**REQUIRED ACTION:** Using the records below, locate all lines containing "iter" and return them.

Stored data entries
==========

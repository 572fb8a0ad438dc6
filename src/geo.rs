use crate::types::Coordinates;
use anyhow::{Context, Result, bail};
use std::env;

pub const POSITION_ENV: &str = "WAYMARK_POSITION";

/// One-shot position lookup, at most once per run: either coordinates or a
/// failure reason. No retry, no timeout.
pub fn current_position() -> Result<Coordinates> {
    let raw = env::var(POSITION_ENV)
        .with_context(|| format!("could not get your position: {POSITION_ENV} is not set"))?;
    parse_coords(&raw)
        .with_context(|| format!("could not get your position: bad {POSITION_ENV}"))
}

/// Shared parser for the env lookup and the `--at` flag.
pub fn parse_coords(s: &str) -> Result<Coordinates> {
    let Some((lat, lon)) = s.split_once(',') else {
        bail!("expected \"lat,lon\", got {s:?}");
    };

    let lat: f64 = lat
        .trim()
        .parse()
        .with_context(|| format!("bad latitude {lat:?}"))?;
    let lon: f64 = lon
        .trim()
        .parse()
        .with_context(|| format!("bad longitude {lon:?}"))?;

    Ok(Coordinates { lat, lon })
}
use crate::database::SessionStore;
use crate::dlog;
use crate::map::{DEFAULT_ZOOM, MapView};
use crate::types::{Coordinates, Workout};
use crate::utils::{all_positive, valid_inputs};
use anyhow::{Result, bail};

/// Typed form payload for one submitted entry, before validation.
#[derive(Debug, Clone, Copy)]
pub enum WorkoutEntry {
    Running {
        distance_km: f64,
        duration_min: f64,
        cadence: u32,
    },
    Cycling {
        distance_km: f64,
        duration_min: f64,
        elevation_gain_m: f64,
    },
}

/// Application state: the in-memory ordered collection, the persistence
/// boundary, and the map capability. One logical thread of execution; the
/// collection only grows by append.
pub struct App<M: MapView> {
    workouts: Vec<Workout>,
    store: SessionStore,
    map: M,
}

impl<M: MapView> App<M> {
    /// Restore persisted records, center the map when the position lookup
    /// succeeded, and re-place one marker per restored record.
    pub fn init(store: SessionStore, map: M, position: Option<Coordinates>) -> Result<Self> {
        let workouts = store.load()?;
        let mut app = Self {
            workouts,
            store,
            map,
        };

        if let Some(coords) = position {
            app.map.center(coords, DEFAULT_ZOOM);
        }
        for workout in &app.workouts {
            app.map.place_marker(workout);
        }

        Ok(app)
    }

    /// Validate, construct, append, place the marker, persist the whole
    /// collection. A rejected entry mutates nothing.
    pub fn new_workout(&mut self, coords: Coordinates, entry: WorkoutEntry) -> Result<&Workout> {
        let workout = match entry {
            WorkoutEntry::Running {
                distance_km,
                duration_min,
                cadence,
            } => {
                if !valid_inputs(&[distance_km, duration_min])
                    || !all_positive(&[distance_km, duration_min])
                    || cadence == 0
                {
                    bail!("Inputs have to be positive numbers!");
                }
                Workout::running(coords, distance_km, duration_min, cadence)
            }
            WorkoutEntry::Cycling {
                distance_km,
                duration_min,
                elevation_gain_m,
            } => {
                // A net descent is a valid ride; elevation gain only has to
                // be a number.
                if !valid_inputs(&[distance_km, duration_min, elevation_gain_m])
                    || !all_positive(&[distance_km, duration_min])
                {
                    bail!("Inputs have to be positive numbers!");
                }
                Workout::cycling(coords, distance_km, duration_min, elevation_gain_m)
            }
        };

        dlog!(
            "workout_created id={} kind={}",
            workout.id,
            workout.kind().label()
        );

        self.workouts.push(workout);
        let idx = self.workouts.len() - 1;
        self.map.place_marker(&self.workouts[idx]);
        self.store.save(&self.workouts)?;
        Ok(&self.workouts[idx])
    }

    /// Center the map on one logged record (the click-on-list-entry path).
    pub fn focus(&mut self, id: &str) -> Result<()> {
        let Some(workout) = self.workouts.iter().find(|w| w.id == id) else {
            bail!("No workout with id {id}");
        };
        self.map.center(workout.coords, DEFAULT_ZOOM);
        Ok(())
    }

    pub fn workouts(&self) -> &[Workout] {
        &self.workouts
    }

    /// Drop every logged record. The caller reloads afterwards.
    pub fn reset(mut self) -> Result<()> {
        self.store.clear()?;
        Ok(())
    }
}
#![deny(
    warnings,
    clippy::all,
    clippy::pedantic,
    clippy::nursery,
    clippy::cargo
)]
#![allow(clippy::multiple_crate_versions)]

use anyhow::Result;
use clap::Parser;
use waymark::app::App;
use waymark::database::SessionStore;
use waymark::map::ConsoleMap;
use waymark::types::{Workout, WorkoutDetails};
use waymark::{cli, geo, utils};

#[macro_use]
extern crate waymark;

fn main() -> Result<()> {
    let cli = cli::Cli::parse();
    utils::init_logging(cli.verbose, cli.quiet);

    let store = SessionStore::open(&cli.db)?;

    match cli.cmd {
        Some(cli::Cmd::Add { entry }) => {
            let (at, entry) = entry.into_parts();
            let coords = at.map_or_else(geo::current_position, Ok)?;
            dlog!("mode=add lat={} lon={}", coords.lat, coords.lon);

            let mut app = App::init(store, ConsoleMap, Some(coords))?;
            let workout = app.new_workout(coords, entry)?;
            println!("{}", workout.description);
            Ok(())
        }
        Some(cli::Cmd::Focus { id }) => {
            dlog!("mode=focus id={id}");

            let mut app = App::init(store, ConsoleMap, None)?;
            app.focus(&id)
        }
        Some(cli::Cmd::Clear) => {
            dlog!("mode=clear");

            let app = App::init(store, ConsoleMap, None)?;
            app.reset()?;
            println!("Workout log cleared.");
            Ok(())
        }
        None => {
            dlog!("mode=list count={} details={}", cli.count, cli.details);

            let app = App::init(store, ConsoleMap, None)?;
            if app.workouts().is_empty() {
                anyhow::bail!("No workouts logged yet. Record one with `waymark add`.");
            }

            for (i, w) in app.workouts().iter().take(cli.count).enumerate() {
                if cli.details {
                    println!("{}\t{}\t{}\t{}", i + 1, w.id, w.description, detail_columns(w));
                } else {
                    println!("{}", w.description);
                }
            }

            Ok(())
        }
    }
}

fn detail_columns(w: &Workout) -> String {
    let metric = match w.details {
        WorkoutDetails::Running {
            cadence,
            pace_min_per_km,
        } => format!("{pace_min_per_km:.1} min/km\t{cadence} spm"),
        WorkoutDetails::Cycling {
            elevation_gain_m,
            speed_km_per_h,
        } => format!("{speed_km_per_h:.1} km/h\t{elevation_gain_m} m"),
    };
    format!("{} km\t{} min\t{metric}", w.distance_km, w.duration_min)
}
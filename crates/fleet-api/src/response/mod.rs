//! Response types and error handling for API endpoints
//!
//! Every failure renders as `{"error": {"code", "message", "details"}}`.
//! Date errors name the offending field in `details`.

use axum::{
    http::StatusCode,
    response::{IntoResponse, Response},
    Json,
};
use fleet_core::{DateRangeError, DomainError};
use fleet_service::ServiceError;
use serde::Serialize;
use thiserror::Error;
use tracing::error;
use validator::ValidationErrors;

/// API error type for consistent error responses
#[derive(Debug, Error)]
pub enum ApiError {
    #[error("{0}")]
    Service(#[from] ServiceError),

    #[error("{0}")]
    Domain(#[from] DomainError),

    #[error("Validation error: {0}")]
    Validation(#[from] ValidationErrors),

    #[error("Invalid path parameter: {0}")]
    InvalidPath(String),

    #[error("Invalid request body: {0}")]
    InvalidBody(String),

    #[error("Missing authorization header")]
    MissingAuth,

    #[error("Invalid admin token")]
    InvalidToken,
}

impl ApiError {
    /// Get HTTP status code for this error
    #[must_use]
    pub fn status_code(&self) -> StatusCode {
        match self {
            Self::Service(e) => {
                StatusCode::from_u16(e.status_code()).unwrap_or(StatusCode::INTERNAL_SERVER_ERROR)
            }
            Self::Domain(e) => StatusCode::from_u16(fleet_common::error::domain_status_code(e))
                .unwrap_or(StatusCode::INTERNAL_SERVER_ERROR),
            Self::Validation(_) | Self::InvalidPath(_) | Self::InvalidBody(_) => {
                StatusCode::BAD_REQUEST
            }
            Self::MissingAuth | Self::InvalidToken => StatusCode::UNAUTHORIZED,
        }
    }

    /// Get error code for API responses
    #[must_use]
    pub fn error_code(&self) -> &str {
        match self {
            Self::Service(e) => e.error_code(),
            Self::Domain(e) => e.code(),
            Self::Validation(_) => "VALIDATION_ERROR",
            Self::InvalidPath(_) => "INVALID_PATH_PARAMETER",
            Self::InvalidBody(_) => "INVALID_BODY",
            Self::MissingAuth => "MISSING_AUTHORIZATION",
            Self::InvalidToken => "INVALID_TOKEN",
        }
    }

    /// Create an invalid path parameter error
    pub fn invalid_path(msg: impl Into<String>) -> Self {
        Self::InvalidPath(msg.into())
    }

    /// Create an invalid body error
    pub fn invalid_body(msg: impl Into<String>) -> Self {
        Self::InvalidBody(msg.into())
    }

    /// The date range error behind this error, if any
    fn date_range_error(&self) -> Option<&DateRangeError> {
        let domain = match self {
            Self::Domain(e) | Self::Service(ServiceError::Domain(e)) => e,
            _ => return None,
        };
        match domain {
            DomainError::InvalidDateRange(e) => Some(e),
            _ => None,
        }
    }

    fn details(&self) -> Option<serde_json::Value> {
        if let Self::Validation(errors) = self {
            return Some(serde_json::to_value(errors).unwrap_or_default());
        }
        self.date_range_error()
            .and_then(DateRangeError::bound)
            .map(|bound| serde_json::json!({ "field": bound.to_string() }))
    }
}

/// Error response body
#[derive(Debug, Serialize)]
pub struct ErrorBody {
    pub error: ErrorDetail,
}

/// Error detail for API responses
#[derive(Debug, Serialize)]
pub struct ErrorDetail {
    pub code: String,
    pub message: String,
    #[serde(skip_serializing_if = "Option::is_none")]
    pub details: Option<serde_json::Value>,
}

impl IntoResponse for ApiError {
    fn into_response(self) -> Response {
        let status = self.status_code();

        // Log server errors
        if status.is_server_error() {
            error!(error = ?self, "Server error occurred");
        }

        let body = ErrorBody {
            error: ErrorDetail {
                code: self.error_code().to_string(),
                message: self.to_string(),
                details: self.details(),
            },
        };

        (status, Json(body)).into_response()
    }
}

/// Type alias for API results
pub type ApiResult<T> = Result<T, ApiError>;

/// Created response (201) with JSON body
pub struct Created<T>(pub T);

impl<T: IntoResponse> IntoResponse for Created<T> {
    fn into_response(self) -> Response {
        let mut response = self.0.into_response();
        *response.status_mut() = StatusCode::CREATED;
        response
    }
}

/// No content response (204)
pub struct NoContent;

impl IntoResponse for NoContent {
    fn into_response(self) -> Response {
        StatusCode::NO_CONTENT.into_response()
    }
}
#[tokio::test]
async fn test_manual_deactivation_survives_reconcile_for_a_day() {
    let server = TestServer::start().await.expect("Failed to start server");
    let request = CreateBanner::unique().window(Some("2024-05-01T00:00:00Z"), None);
    let response = server
        .post_admin("/api/v1/admin/banners/site", &request)
        .await
        .unwrap();
    let created: BannerView = assert_json(response, StatusCode::CREATED).await.unwrap();
    let path = format!("/api/v1/admin/banners/site/{}/active", created.id);

    let response = server.put_admin(&path, &json!({ "active": false })).await.unwrap();
    let paused: BannerView = assert_json(response, StatusCode::OK).await.unwrap();
    assert!(!paused.active);
    assert_eq!(paused.manually_deactivated_at, Some(test_now()));
    assert!(paused.override_active);

    // One hour later the override still holds
    server.clock.advance(Duration::hours(1));
    let response = server.post_admin_empty("/api/v1/admin/reconcile").await.unwrap();
    let summary: ReconcileView = assert_json(response, StatusCode::OK).await.unwrap();
    assert_eq!(summary.skipped, 1);
    assert_eq!(summary.skipped_ids, vec![created.id.clone()]);

    // Past the window reconciliation turns it back on
    server.clock.advance(Duration::hours(24));
    let response = server.post_admin_empty("/api/v1/admin/reconcile").await.unwrap();
    let summary: ReconcileView = assert_json(response, StatusCode::OK).await.unwrap();
    assert_eq!(summary.skipped, 0);
    assert_eq!(summary.activated, 1);

    let response = server
        .get_admin(&format!("/api/v1/admin/banners/site/{}", created.id))
        .await
        .unwrap();
    let banner: BannerView = assert_json(response, StatusCode::OK).await.unwrap();
    assert!(banner.active);
    assert!(!banner.override_active);
}
//! Domain entities - core business objects

mod banner;

pub use banner::{Banner, BannerKind, BannerKindParseError, BannerSchedule, Scheduled};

==========

**TASK SOLUTION:**
        let Some(workout) = self.workouts.iter().find(|w| w.id == id) else {
            for (i, w) in app.workouts().iter().take(cli.count).enumerate() {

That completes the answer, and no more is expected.